**Assignment**
Look through the data below for the line with "controller.update(sample);", and transcribe it exactly together with each line after it up to and including the line with "pending reset request.". Give nothing else.

(Saved entries)
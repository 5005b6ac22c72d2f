//! # Ants Headless
//!
//! Plays computer-vs-computer games on the emulated screen with no window,
//! logging every move and checking that all drawing fits the vertical blank.
//!
//! ```bash
//! RUST_LOG=info ants_headless --games 10 --settings ants.sav
//! ```

use std::path::PathBuf;

use ants::rendering::AssetBank;
use ants::rules::{FileStore, GameConfig, MemoryStore, SettingsStore};
use ants::shared::Player;
use ants::{Table, TableEvent, TurnOutcome};
use clap::Parser;
use tracing_subscriber::{fmt, EnvFilter};

/// Runs Ants games without a display.
#[derive(Parser, Debug)]
#[command(version, about, long_about = None)]
struct Args {
    /// TOML game configuration. Defaults are used when omitted.
    #[arg(long, env = "ANTS_CONFIG")]
    config: Option<PathBuf>,

    /// Settings file holding the win counts. Kept in memory when omitted.
    #[arg(long, env = "ANTS_SETTINGS")]
    settings: Option<PathBuf>,

    /// Overrides the configured deal seed.
    #[arg(long)]
    seed: Option<u64>,

    /// Number of games to play.
    #[arg(long, default_value_t = 1)]
    games: u32,
}

fn main() -> anyhow::Result<()> {
    fmt().with_env_filter(EnvFilter::from_default_env()).init();
    let args = Args::parse();
    tracing::info!(args = ?args, "ants headless starting");

    let mut config = match &args.config {
        Some(path) => GameConfig::load(path)?,
        None => GameConfig::default(),
    };
    if let Some(seed) = args.seed {
        config.seed = seed;
    }
    // No pads are attached here, so a human seat could never move.
    let replaced = config.players.computers_only();
    if replaced > 0 {
        tracing::warn!(replaced, "headless run has no pads, human seats play as the computer");
    }
    let store: Box<dyn SettingsStore> = match &args.settings {
        Some(path) => Box::new(FileStore::new(path)),
        None => Box::new(MemoryStore::new()),
    };

    let mut table = Table::new(config, AssetBank::procedural()?, store)?;
    let events = table.events();

    for game in 1..=args.games {
        table.start_game();
        let outcome = loop {
            let outcome = table.take_turn()?;
            for event in events.drain() {
                if let TableEvent::MovePlayed(record) = event {
                    tracing::info!(
                        player = ?record.player,
                        action = ?record.action,
                        card = ?record.card,
                        "move"
                    );
                }
            }
            if outcome != TurnOutcome::Continue {
                break outcome;
            }
        };
        println!("game {game}: {outcome:?} after {} turns", table.game().turn());
    }

    let settings = table.settings();
    println!(
        "wins: player one {}, player two {}",
        settings.wins(Player::One),
        settings.wins(Player::Two)
    );
    let stats = table.stats();
    println!("{stats}");
    if !stats.within_budget() {
        anyhow::bail!("{} frames overran the vertical blank", stats.overruns);
    }
    Ok(())
}
//! Controller input.
//!
//! Two pads, each with a 4-way direction and two buttons, sampled once per
//! frame. Edges (pressed/released) are derived from consecutive samples. The
//! host reset signal is a [`ResetLatch`] that may be raised from any thread
//! and is consumed between frames.

use std::collections::VecDeque;
use std::ops::BitOr;

use ants_core::ResetLatch;
use ants_shared::constants::HAND_SIZE;
use ants_shared::Player;

/// A set of pad buttons.
#[derive(Debug, Clone, Copy, Default, PartialEq, Eq, Hash)]
pub struct Buttons(pub u8);

impl Buttons {
    /// Nothing held.
    pub const NONE: Self = Self(0);
    /// Direction up.
    pub const UP: Self = Self(0x01);
    /// Direction down.
    pub const DOWN: Self = Self(0x02);
    /// Direction left.
    pub const LEFT: Self = Self(0x04);
    /// Direction right.
    pub const RIGHT: Self = Self(0x08);
    /// First button: play.
    pub const BUTTON_1: Self = Self(0x10);
    /// Second button: discard.
    pub const BUTTON_2: Self = Self(0x20);

    /// Returns true if every button in `other` is in `self`.
    #[inline]
    #[must_use]
    pub const fn contains(self, other: Self) -> bool {
        self.0 & other.0 == other.0 && other.0 != 0
    }

    /// Returns true if no button is set.
    #[inline]
    #[must_use]
    pub const fn is_empty(self) -> bool {
        self.0 == 0
    }
}

impl BitOr for Buttons {
    type Output = Self;

    fn bitor(self, rhs: Self) -> Self {
        Self(self.0 | rhs.0)
    }
}

/// Edge-detected state of one pad.
#[derive(Debug, Clone, Copy, Default)]
pub struct Controller {
    held: u8,
    pressed: u8,
    released: u8,
}

impl Controller {
    /// Takes this frame's raw sample.
    pub fn update(&mut self, raw: Buttons) {
        self.pressed = raw.0 & !self.held;
        self.released = self.held & !raw.0;
        self.held = raw.0;
    }

    /// Returns true if the buttons went down this frame.
    #[must_use]
    pub fn pressed(&self, buttons: Buttons) -> bool {
        Buttons(self.pressed).contains(buttons)
    }

    /// Returns true if the buttons are down.
    #[must_use]
    pub fn held(&self, buttons: Buttons) -> bool {
        Buttons(self.held).contains(buttons)
    }

    /// Returns true if the buttons came up this frame.
    #[must_use]
    pub fn released(&self, buttons: Buttons) -> bool {
        Buttons(self.released).contains(buttons)
    }
}

/// Input state for the current frame.
#[derive(Debug, Clone, Default)]
pub struct InputState {
    controllers: [Controller; 2],
    reset: ResetLatch,
}

impl InputState {
    /// Creates a new empty input state.
    #[must_use]
    pub fn new() -> Self {
        Self::default()
    }

    /// Begins a new frame with both pads' raw samples.
    pub fn begin_frame(&mut self, raw: [Buttons; 2]) {
        for (controller, sample) in self.controllers.iter_mut().zip(raw) {
            controller.update(sample);
        }
    }

    /// The pad belonging to `player`.
    #[must_use]
    pub fn controller(&self, player: Player) -> &Controller {
        &self.controllers[player.index()]
    }

    /// A handle the host raises when its reset signal fires.
    #[must_use]
    pub fn reset_latch(&self) -> ResetLatch {
        self.reset.clone()
    }

    /// Consumes a pending reset request.
    pub fn take_reset(&self) -> bool {
        self.reset.take()
    }
}

/// Something that can be sampled for pad state once per frame.
pub trait PadSource {
    /// Raw samples for both pads, or `None` once the source has nothing
    /// left to report (a finished script, an unplugged pad).
    fn poll(&mut self) -> Option<[Buttons; 2]>;
}

/// Replays recorded samples, then reports itself exhausted.
#[derive(Debug, Clone, Default)]
pub struct ScriptedPads {
    frames: VecDeque<[Buttons; 2]>,
}

impl ScriptedPads {
    /// Creates a source that replays `frames` in order.
    #[must_use]
    pub fn new(frames: impl IntoIterator<Item = [Buttons; 2]>) -> Self {
        Self {
            frames: frames.into_iter().collect(),
        }
    }

    /// Appends a tap: `buttons` held for one frame, then released.
    pub fn tap(&mut self, player: Player, buttons: Buttons) {
        let mut down = [Buttons::NONE; 2];
        down[player.index()] = buttons;
        self.frames.push_back(down);
        self.frames.push_back([Buttons::NONE; 2]);
    }

    /// Samples not yet replayed.
    #[must_use]
    pub fn remaining(&self) -> usize {
        self.frames.len()
    }
}

impl PadSource for ScriptedPads {
    fn poll(&mut self) -> Option<[Buttons; 2]> {
        self.frames.pop_front()
    }
}

/// What a human chose to do with a hand card.
#[derive(Debug, Clone, Copy, PartialEq, Eq)]
pub enum HandAction {
    /// Play the card in this slot.
    Play(usize),
    /// Discard the card in this slot.
    Discard(usize),
}

/// Selection cursor over the hand. Left and right wrap around.
#[derive(Debug, Clone, Copy, Default, PartialEq, Eq)]
pub struct HandCursor {
    slot: usize,
}

impl HandCursor {
    /// Cursor on the leftmost slot.
    #[must_use]
    pub fn new() -> Self {
        Self::default()
    }

    /// Selected slot.
    #[inline]
    #[must_use]
    pub fn slot(&self) -> usize {
        self.slot
    }

    /// Moves the cursor, or returns the chosen action.
    pub fn apply(&mut self, pad: &Controller) -> Option<HandAction> {
        if pad.pressed(Buttons::BUTTON_1) {
            return Some(HandAction::Play(self.slot));
        }
        if pad.pressed(Buttons::BUTTON_2) {
            return Some(HandAction::Discard(self.slot));
        }
        if pad.pressed(Buttons::LEFT) {
            self.slot = (self.slot + HAND_SIZE - 1) % HAND_SIZE;
        } else if pad.pressed(Buttons::RIGHT) {
            self.slot = (self.slot + 1) % HAND_SIZE;
        }
        None
    }
}
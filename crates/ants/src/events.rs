//! # Table Events
//!
//! What happened at the table, for whoever is watching: the headless runner
//! logs them, tests assert on them.
//!
//! ```text
//! ┌─────────────┐      ┌─────────────┐      ┌─────────────┐
//! │    Table    │─────>│  EventBus   │─────>│   Watcher   │
//! │  (turns)    │      │  (bounded)  │      │ (log/tests) │
//! └─────────────┘      └─────────────┘      └─────────────┘
//! ```
//!
//! Sending never blocks the turn loop: a full channel drops the event.

use ants_rules::{GameResult, MoveRecord};
use ants_shared::{Card, Player};
use crossbeam_channel::{bounded, Receiver, Sender, TrySendError};

/// Default channel capacity.
pub const DEFAULT_EVENT_CAPACITY: usize = 1024;

/// Something that happened at the table.
#[derive(Clone, Debug, PartialEq, Eq)]
pub enum TableEvent {
    /// A new game was set up.
    GameStarted {
        /// Games started at this table, including this one.
        game: u32,
    },
    /// A card was dealt into a hand.
    CardDealt {
        /// Receiving player.
        player: Player,
        /// Hand slot.
        slot: usize,
        /// The card.
        card: Card,
    },
    /// A turn began.
    TurnStarted {
        /// Player to move.
        player: Player,
        /// Turn number, from 1.
        turn: u32,
        /// Whether production was added.
        produced: bool,
    },
    /// A card was played or discarded.
    MovePlayed(MoveRecord),
    /// The game ended.
    GameOver(GameResult),
    /// The game was abandoned on a reset request.
    Reset,
}

/// Bounded single-table event channel.
pub struct EventBus {
    sender: Sender<TableEvent>,
    receiver: Receiver<TableEvent>,
}

impl EventBus {
    /// Creates a bus holding at most `capacity` undelivered events.
    #[must_use]
    pub fn new(capacity: usize) -> Self {
        let (sender, receiver) = bounded(capacity);
        Self { sender, receiver }
    }

    /// Creates a sender handle.
    #[must_use]
    pub fn sender(&self) -> EventSender {
        EventSender {
            sender: self.sender.clone(),
        }
    }

    /// Creates a receiver handle.
    #[must_use]
    pub fn receiver(&self) -> EventReceiver {
        EventReceiver {
            receiver: self.receiver.clone(),
        }
    }
}

impl Default for EventBus {
    fn default() -> Self {
        Self::new(DEFAULT_EVENT_CAPACITY)
    }
}

/// Handle for sending events.
#[derive(Clone)]
pub struct EventSender {
    sender: Sender<TableEvent>,
}

impl EventSender {
    /// Sends an event without blocking.
    ///
    /// Returns `false` if the event was dropped.
    #[inline]
    pub fn send(&self, event: TableEvent) -> bool {
        match self.sender.try_send(event) {
            Ok(()) => true,
            Err(TrySendError::Full(event)) => {
                tracing::trace!(?event, "event channel full, dropping");
                false
            }
            Err(TrySendError::Disconnected(_)) => false,
        }
    }
}

/// Handle for receiving events.
#[derive(Clone)]
pub struct EventReceiver {
    receiver: Receiver<TableEvent>,
}

impl EventReceiver {
    /// Takes every pending event.
    #[inline]
    pub fn drain(&self) -> Vec<TableEvent> {
        self.receiver.try_iter().collect()
    }

    /// Takes one event, if any.
    #[inline]
    pub fn try_recv(&self) -> Option<TableEvent> {
        self.receiver.try_recv().ok()
    }

    /// Number of pending events.
    #[inline]
    #[must_use]
    pub fn pending_count(&self) -> usize {
        self.receiver.len()
    }
}

#[cfg(test)]
mod tests {
    use super::*;
    use ants_rules::Move;

    #[test]
    fn test_event_send_receive() {
        let bus = EventBus::new(8);
        let sender = bus.sender();
        let receiver = bus.receiver();

        let record = MoveRecord {
            player: Player::Two,
            action: Move::Discard(4),
            card: Card::Dragon,
        };
        assert!(sender.send(TableEvent::MovePlayed(record)));
        assert_eq!(receiver.pending_count(), 1);
        assert_eq!(receiver.try_recv(), Some(TableEvent::MovePlayed(record)));
        assert_eq!(receiver.try_recv(), None);
    }

    #[test]
    fn test_full_channel_drops() {
        let bus = EventBus::new(2);
        let sender = bus.sender();
        assert!(sender.send(TableEvent::Reset));
        assert!(sender.send(TableEvent::Reset));
        assert!(!sender.send(TableEvent::Reset));

        assert_eq!(bus.receiver().drain().len(), 2);
        assert!(sender.send(TableEvent::Reset));
    }
}
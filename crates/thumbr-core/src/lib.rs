//! Rewrites image load requests so a Thumbor server does the resizing.
//!
//! The host pipeline builds a [`request::Request`], hands it to a
//! [`transformer::RequestTransformer`], and fetches whatever comes back.

pub mod config;
pub mod logging;

pub mod request;
pub mod thumbor;
pub mod transformer;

**Solution for this task**
            controller.update(sample);
        }
    }

    /// The pad belonging to `player`.
    #[must_use]
    pub fn controller(&self, player: Player) -> &Controller {
        &self.controllers[player.index()]
    }

    /// A handle the host raises when its reset signal fires.
    #[must_use]
    pub fn reset_latch(&self) -> ResetLatch {
        self.reset.clone()
    }

    /// Consumes a pending reset request.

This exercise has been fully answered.